▼

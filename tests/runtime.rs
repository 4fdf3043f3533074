mod common;

use cambium_dom::{
	host::memory::{MemoryNodeKind, Op},
	Event, Handle, Host, HostId, Listener, MemoryHost, NodeKind, Runtime,
};
use common::{setup, ListField, Static, TodoItem, TodoList, Wrapper};
use std::{cell::RefCell, rc::Rc};

fn list_items(host: &MemoryHost, container: HostId) -> Vec<HostId> {
	host.find_all(container, "li")
}

fn count(ops: &[Op], f: impl Fn(&Op) -> bool) -> usize {
	ops.iter().filter(|op| f(op)).count()
}

#[test]
fn mount() {
	let (host, runtime, container) = setup();
	let list = TodoList::new("Chores", &["a", "b"]);
	runtime.mount(container, &list);

	assert_eq!(
		host.inner_html(container),
		r#"<section class="list"><h1>Chores</h1><input></input><button>add</button><button>pop</button><ul><li class="item">a</li><li class="item">b</li></ul></section>"#
	);
	assert!(list.is_initialized());
	assert!(list.read().items.iter().all(Handle::is_initialized));

	let section = list.nodes();
	assert_eq!(section.len(), 1);
	let tree = runtime.tree();
	tree.check(tree[section[0]].parent().unwrap()).unwrap();
	for node in tree.descendants(section[0]) {
		assert!(tree[node].host().is_some());
	}
}

#[test]
fn mount_creates_parents_before_inserting_children() {
	let (host, runtime, container) = setup();
	runtime.mount(container, &TodoList::new("Chores", &["a"]));

	let ops = host.ops();
	for (i, op) in ops.iter().enumerate() {
		if let Op::AppendChild { parent, child } = op {
			let created = |id: HostId| ops[..i].iter().any(|op| matches!(op, Op::CreateElement(c, _) | Op::CreateText(c, _) if *c == id));
			assert!(*parent == container || created(*parent));
			assert!(created(*child));
		}
	}
}

#[test]
fn expanded_template_uses_distinct_markers() {
	let (_, runtime, _) = setup();
	let list = TodoList::new("Chores", &["a", "b", "c"]);

	let markup = runtime.expand(&list);
	assert!(markup.contains(r#"<input cambium-bind-1="1">"#), "{}", markup);
	assert!(markup.contains(r#"<button cambium-on-1="2">add</button><button cambium-on-2="3">pop</button>"#), "{}", markup);

	let mut tree = cambium_dom::Tree::new();
	let fragment = cambium_dom::load::build(&mut tree, &markup, "body").unwrap();
	let markers: Vec<_> = tree
		.descendants(fragment.root)
		.into_iter()
		.filter(|&node| tree[node].tag() == Some("cambium-component"))
		.map(|node| tree.text_content(node).to_owned())
		.collect();
	assert_eq!(markers, ["4", "5", "6"]);
}

#[test]
fn custom_prefix() {
	common::init_logging();
	let host = Rc::new(MemoryHost::new());
	let config = cambium_dom::Config::default().with_prefix("x");
	let runtime = Runtime::with_ids(host, config, cambium_dom::SequentialIds::new());

	let markup = runtime.expand(&TodoList::new("Chores", &["a"]));
	assert!(markup.contains(r#"x-bind-1="1""#), "{}", markup);
	assert!(markup.contains("<x-component>4</x-component>"), "{}", markup);
}

#[test]
fn append_to_filled_collection_keeps_siblings() {
	let (host, runtime, container) = setup();
	let list = TodoList::new("Chores", &["a", "b"]);
	runtime.mount(container, &list);
	let before = list_items(&host, container);
	host.take_ops();

	let item = TodoItem::new("c");
	list.append(ListField::Items, item.clone());

	let ops = host.take_ops();
	assert_eq!(count(&ops, Op::is_creation), 2, "{:#?}", ops);
	assert_eq!(count(&ops, |op| matches!(op, Op::Remove(_) | Op::ReplaceWith { .. } | Op::Release(_))), 0);

	let after = list_items(&host, container);
	assert_eq!(after.len(), 3);
	assert_eq!(after[..2], before[..]);
	assert_eq!(host.to_html(after[2]), r#"<li class="item">c</li>"#);

	assert_eq!(list.read().items.len(), 3);
	assert!(item.is_initialized());
	let tree = runtime.tree();
	tree.check(tree[list.nodes()[0]].parent().unwrap()).unwrap();
	let li = item.nodes()[0];
	assert_eq!(tree[li].host(), Some(after[2]));
	assert_eq!(tree[tree[li].prev_sibling().unwrap()].host(), Some(after[1]));
}

#[test]
fn append_to_empty_collection_refreshes_owner() {
	let (host, runtime, container) = setup();
	let list = TodoList::new("Chores", &[]);
	runtime.mount(container, &list);
	let old_section = host.children(container)[0];
	host.take_ops();

	list.append(ListField::Items, TodoItem::new("first"));

	let ops = host.take_ops();
	let section = list.nodes()[0];
	let created = runtime.tree().descendants(section).len();
	assert_eq!(count(&ops, Op::is_creation), created);

	let new_section = host.children(container)[0];
	assert!(ops.contains(&Op::ReplaceWith { old: old_section, new: new_section }));
	assert_eq!(host.children(container).len(), 1);
	assert!(!host.is_live(old_section));
	assert_eq!(host.to_html(list_items(&host, container)[0]), r#"<li class="item">first</li>"#);
}

#[test]
fn remove_unlinks_exactly_the_item() {
	let (host, runtime, container) = setup();
	let list = TodoList::new("Chores", &["a", "b", "c"]);
	runtime.mount(container, &list);
	let before = list_items(&host, container);
	let second = list.read().items.get(1).unwrap().clone();
	host.take_ops();

	list.remove(ListField::Items, &second);

	let ops = host.take_ops();
	assert_eq!(ops.iter().filter(|op| matches!(op, Op::Remove(_))).collect::<Vec<_>>(), [&Op::Remove(before[1])]);
	assert_eq!(count(&ops, Op::is_creation), 0);
	assert_eq!(list_items(&host, container), [before[0], before[2]]);
	assert_eq!(list.read().items.len(), 2);
	assert!(second.nodes().is_empty());

	let tree = runtime.tree();
	let ul = tree[list.read().items.get(0).unwrap().nodes()[0]].parent().unwrap();
	tree.check(ul).unwrap();
	assert_eq!(tree.children(ul).count(), 2);
}

#[test]
fn binding_writes_back_without_refresh() {
	let (host, runtime, container) = setup();
	let list = TodoList::new("Chores", &[]);
	runtime.mount(container, &list);
	let input = host.find_all(container, "input")[0];
	host.take_ops();

	assert_eq!(host.dispatch(input, Event::new("change").with_value("milk")), 1);
	assert_eq!(list.read().draft, "milk");
	assert_eq!(list.read().writes, 1);
	assert!(host.take_ops().is_empty());

	assert_eq!(host.dispatch(input, Event::new("input").with_value("ignored")), 0);
	assert_eq!(list.read().draft, "milk");
	assert_eq!(list.read().writes, 1);
}

#[test]
fn handler_refreshes_its_component() {
	let (host, runtime, container) = setup();
	let list = TodoList::new("Chores", &["a", "b"]);
	runtime.mount(container, &list);
	let before = list_items(&host, container);
	host.take_ops();

	host.dispatch(before[0], Event::new("click"));

	let after = list_items(&host, container);
	assert_eq!(host.to_html(after[0]), r#"<li class="item done">a</li>"#);
	assert_eq!(after[1], before[1]);
	assert!(host.take_ops().contains(&Op::ReplaceWith { old: before[0], new: after[0] }));
	assert!(list.read().items.get(0).unwrap().read().done);

	// The new node has its own listener.
	host.dispatch(after[0], Event::new("click"));
	assert_eq!(host.to_html(list_items(&host, container)[0]), r#"<li class="item">a</li>"#);
	let tree = runtime.tree();
	tree.check(tree[list.nodes()[0]].parent().unwrap()).unwrap();
}

#[test]
fn add_and_pop_through_handlers() {
	let (host, runtime, container) = setup();
	let list = TodoList::new("Chores", &["a"]);
	runtime.mount(container, &list);
	let input = host.find_all(container, "input")[0];
	let buttons = host.find_all(container, "button");

	host.dispatch(input, Event::new("change").with_value("b"));
	host.dispatch(buttons[0], Event::new("click"));
	assert_eq!(host.inner_html(host.find_all(container, "ul")[0]), r#"<li class="item">a</li><li class="item">b</li>"#);
	assert_eq!(list.read().draft, "");

	host.dispatch(buttons[1], Event::new("click"));
	host.dispatch(buttons[1], Event::new("click"));
	assert_eq!(host.inner_html(host.find_all(container, "ul")[0]), "");
	assert!(list.read().items.is_empty());

	host.dispatch(input, Event::new("change").with_value("c"));
	host.dispatch(buttons[0], Event::new("click"));
	// The list was refreshed, so the old buttons are gone.
	assert!(!host.is_live(buttons[0]));
	assert_eq!(host.inner_html(host.find_all(container, "ul")[0]), r#"<li class="item">c</li>"#);
}

#[test]
fn set_field_refreshes() {
	let (host, runtime, container) = setup();
	let list = TodoList::new("Chores", &[]);
	runtime.mount(container, &list);

	list.set_field(ListField::Title, "Errands");
	assert!(host.inner_html(container).starts_with(r#"<section class="list"><h1>Errands</h1>"#));
}

#[test]
fn nested_component_without_nodes_leaves_no_gap() {
	for template in [
		"<div><p>a</p>{{render .Inner}}<p>b</p></div>",
		"<div>{{render .Inner}}<p>b</p></div>",
		"<div><p>a</p>{{render .Inner}}</div>",
		"<div>{{render .Inner}}</div>",
	] {
		let (host, runtime, container) = setup();
		let wrapper = Wrapper::new(template, Handle::new(Static("")));
		runtime.mount(container, &wrapper);

		let expected = template.replace("{{render .Inner}}", "");
		assert_eq!(host.inner_html(container), expected);
		let tree = runtime.tree();
		let div = wrapper.nodes()[0];
		tree.check(div).unwrap();
		assert!(tree.descendants(div).iter().all(|&node| tree[node].tag() != Some("cambium-component")));
		assert!(wrapper.read().inner.nodes().is_empty());
	}
}

#[test]
fn nested_refresh_escalates_when_empty() {
	let (host, runtime, container) = setup();
	let inner = Handle::new(Static(""));
	let wrapper = Wrapper::new("<div>{{render .Inner}}</div>", inner.clone());
	runtime.mount(container, &wrapper);
	let old_div = host.children(container)[0];
	host.take_ops();

	inner.refresh();
	let new_div = host.children(container)[0];
	assert!(host.take_ops().contains(&Op::ReplaceWith { old: old_div, new: new_div }));
}

#[test]
fn nested_top_level_nodes_stay_current() {
	let (host, runtime, container) = setup();
	let item = TodoItem::new("a");
	let wrapper = Wrapper::new("{{render .Inner}}", item.clone());
	runtime.mount(container, &wrapper);
	assert_eq!(wrapper.nodes(), item.nodes());

	host.dispatch(host.children(container)[0], Event::new("click"));
	assert_eq!(wrapper.nodes(), item.nodes());
	assert_eq!(host.inner_html(container), r#"<li class="item done">a</li>"#);

	wrapper.refresh();
	assert_eq!(host.inner_html(container), r#"<li class="item done">a</li>"#);
	assert_eq!(wrapper.nodes(), item.nodes());
}

#[test]
fn refresh_with_more_and_fewer_nodes() {
	let (host, runtime, container) = setup();
	let wrapper = Wrapper::new("<p>1</p>", Handle::new(Static("")));
	runtime.mount(container, &wrapper);

	wrapper.update(|state, cx| {
		state.template = "<p>1</p><p>2</p><p>3</p>".to_owned();
		cx.refresh();
	});
	assert_eq!(host.inner_html(container), "<p>1</p><p>2</p><p>3</p>");
	assert_eq!(wrapper.nodes().len(), 3);

	wrapper.update(|state, cx| {
		state.template = "<p>x</p>".to_owned();
		cx.refresh();
	});
	assert_eq!(host.inner_html(container), "<p>x</p>");

	wrapper.update(|state, cx| {
		state.template = String::new();
		cx.refresh();
	});
	assert_eq!(host.inner_html(container), "");
	assert!(wrapper.nodes().is_empty());

	// Without nodes, the mount container takes over.
	wrapper.update(|state, cx| {
		state.template = "<p>back</p>".to_owned();
		cx.refresh();
	});
	assert_eq!(host.inner_html(container), "<p>back</p>");
}

#[test]
fn delete_removes_host_nodes() {
	let (host, runtime, container) = setup();
	let list = TodoList::new("Chores", &["a", "b"]);
	runtime.mount(container, &list);
	let first = list.read().items.get(0).unwrap().clone();

	first.delete();
	assert_eq!(host.inner_html(host.find_all(container, "ul")[0]), r#"<li class="item">b</li>"#);
	// Deleting doesn't touch the collection.
	assert_eq!(list.read().items.len(), 2);

	let released_before = runtime.tree().len();
	list.delete();
	assert_eq!(host.inner_html(container), "");
	assert!(runtime.tree().len() < released_before);
}

#[test]
fn template_errors_keep_partial_output() {
	let (host, runtime, container) = setup();
	let wrapper = Wrapper::new("<p>ok</p>{{.Missing}}<p>never</p>", Handle::new(Static("")));
	runtime.mount(container, &wrapper);
	assert_eq!(host.inner_html(container), "<p>ok</p>");
}

#[test]
fn updates_before_mount_only_touch_state() {
	let (host, runtime, container) = setup();
	let list = TodoList::new("Chores", &[]);
	list.append(ListField::Items, TodoItem::new("early"));
	list.refresh();
	assert!(host.ops().is_empty());

	runtime.mount(container, &list);
	assert_eq!(host.to_html(list_items(&host, container)[0]), r#"<li class="item">early</li>"#);
}

/// Runs a hook from inside the first `replace_with`, like a listener firing mid-update.
struct HookHost {
	inner: MemoryHost,
	hook: RefCell<Option<Box<dyn FnOnce()>>>,
}

impl Host for HookHost {
	fn create_element(&self, tag: &str) -> HostId {
		self.inner.create_element(tag)
	}
	fn create_text_node(&self, text: &str) -> HostId {
		self.inner.create_text_node(text)
	}
	fn set_attribute(&self, node: HostId, name: &str, value: &str) {
		self.inner.set_attribute(node, name, value)
	}
	fn add_event_listener(&self, node: HostId, event: &str, listener: Listener) {
		self.inner.add_event_listener(node, event, listener)
	}
	fn append_child(&self, parent: HostId, child: HostId) {
		self.inner.append_child(parent, child)
	}
	fn insert_before(&self, parent: HostId, child: HostId, reference: Option<HostId>) {
		self.inner.insert_before(parent, child, reference)
	}
	fn remove(&self, node: HostId) {
		self.inner.remove(node)
	}
	fn replace_with(&self, old: HostId, new: HostId) {
		self.inner.replace_with(old, new);
		let hook = self.hook.borrow_mut().take();
		if let Some(hook) = hook {
			hook();
		}
	}
	fn release(&self, node: HostId) {
		self.inner.release(node)
	}
}

#[test]
fn reentrant_refresh_is_queued() {
	common::init_logging();
	let host = Rc::new(HookHost {
		inner: MemoryHost::new(),
		hook: RefCell::new(None),
	});
	let container = host.create_element("main");
	let runtime = Runtime::with_ids(host.clone(), cambium_dom::Config::default(), cambium_dom::SequentialIds::new());
	let list = TodoList::new("Chores", &["a"]);
	runtime.mount(container, &list);
	host.inner.take_ops();

	let replaced = Rc::new(RefCell::new(0));
	*host.hook.borrow_mut() = Some(Box::new({
		let list = list.clone();
		let host = Rc::clone(&host);
		let replaced = Rc::clone(&replaced);
		move || {
			list.set_field(ListField::Title, "Second");
			*replaced.borrow_mut() = count(&host.inner.ops(), |op| matches!(op, Op::ReplaceWith { .. }));
		}
	}));

	list.set_field(ListField::Title, "First");

	// The nested request ran only after the first refresh completed.
	assert_eq!(*replaced.borrow(), 1);
	assert_eq!(count(&host.inner.take_ops(), |op| matches!(op, Op::ReplaceWith { .. })), 2);
	assert!(host.inner.inner_html(container).contains("<h1>Second</h1>"));
	let tree = runtime.tree();
	tree.check(tree[list.nodes()[0]].parent().unwrap()).unwrap();
}

#[test]
fn text_nodes_keep_their_content() {
	let (host, runtime, container) = setup();
	let page = Handle::new(Static("<p>a &amp; b</p>tail"));
	runtime.mount(container, &page);

	let nodes = host.children(container);
	assert_eq!(host.kind(nodes[1]), Some(MemoryNodeKind::Text("tail".to_owned())));
	assert_eq!(host.inner_html(container), "<p>a &amp; b</p>tail");

	let tree = runtime.tree();
	let p = page.nodes()[0];
	let text = tree.children(p).next().unwrap();
	assert_eq!(tree[text].kind(), &NodeKind::Text("a & b".to_owned()));
}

▲

WORK TO BE COMPLETED –
Reproduce exactly every line that sits between the start of the entries and the line bearing "for (i, op)", counting both of those lines.

SOLUTION –
filename tests/runtime.rs
repository 4fdf3043f3533074
mod common;

use cambium_dom::{
	host::memory::{MemoryNodeKind, Op},
	Event, Handle, Host, HostId, Listener, MemoryHost, NodeKind, Runtime,
};
use common::{setup, ListField, Static, TodoItem, TodoList, Wrapper};
use std::{cell::RefCell, rc::Rc};

fn list_items(host: &MemoryHost, container: HostId) -> Vec<HostId> {
	host.find_all(container, "li")
}

fn count(ops: &[Op], f: impl Fn(&Op) -> bool) -> usize {
	ops.iter().filter(|op| f(op)).count()
}

#[test]
fn mount() {
	let (host, runtime, container) = setup();
	let list = TodoList::new("Chores", &["a", "b"]);
	runtime.mount(container, &list);

	assert_eq!(
		host.inner_html(container),
		r#"<section class="list"><h1>Chores</h1><input></input><button>add</button><button>pop</button><ul><li class="item">a</li><li class="item">b</li></ul></section>"#
	);
	assert!(list.is_initialized());
	assert!(list.read().items.iter().all(Handle::is_initialized));

	let section = list.nodes();
	assert_eq!(section.len(), 1);
	let tree = runtime.tree();
	tree.check(tree[section[0]].parent().unwrap()).unwrap();
	for node in tree.descendants(section[0]) {
		assert!(tree[node].host().is_some());
	}
}

#[test]
fn mount_creates_parents_before_inserting_children() {
	let (host, runtime, container) = setup();
	runtime.mount(container, &TodoList::new("Chores", &["a"]));

	let ops = host.ops();
	for (i, op) in ops.iter().enumerate() {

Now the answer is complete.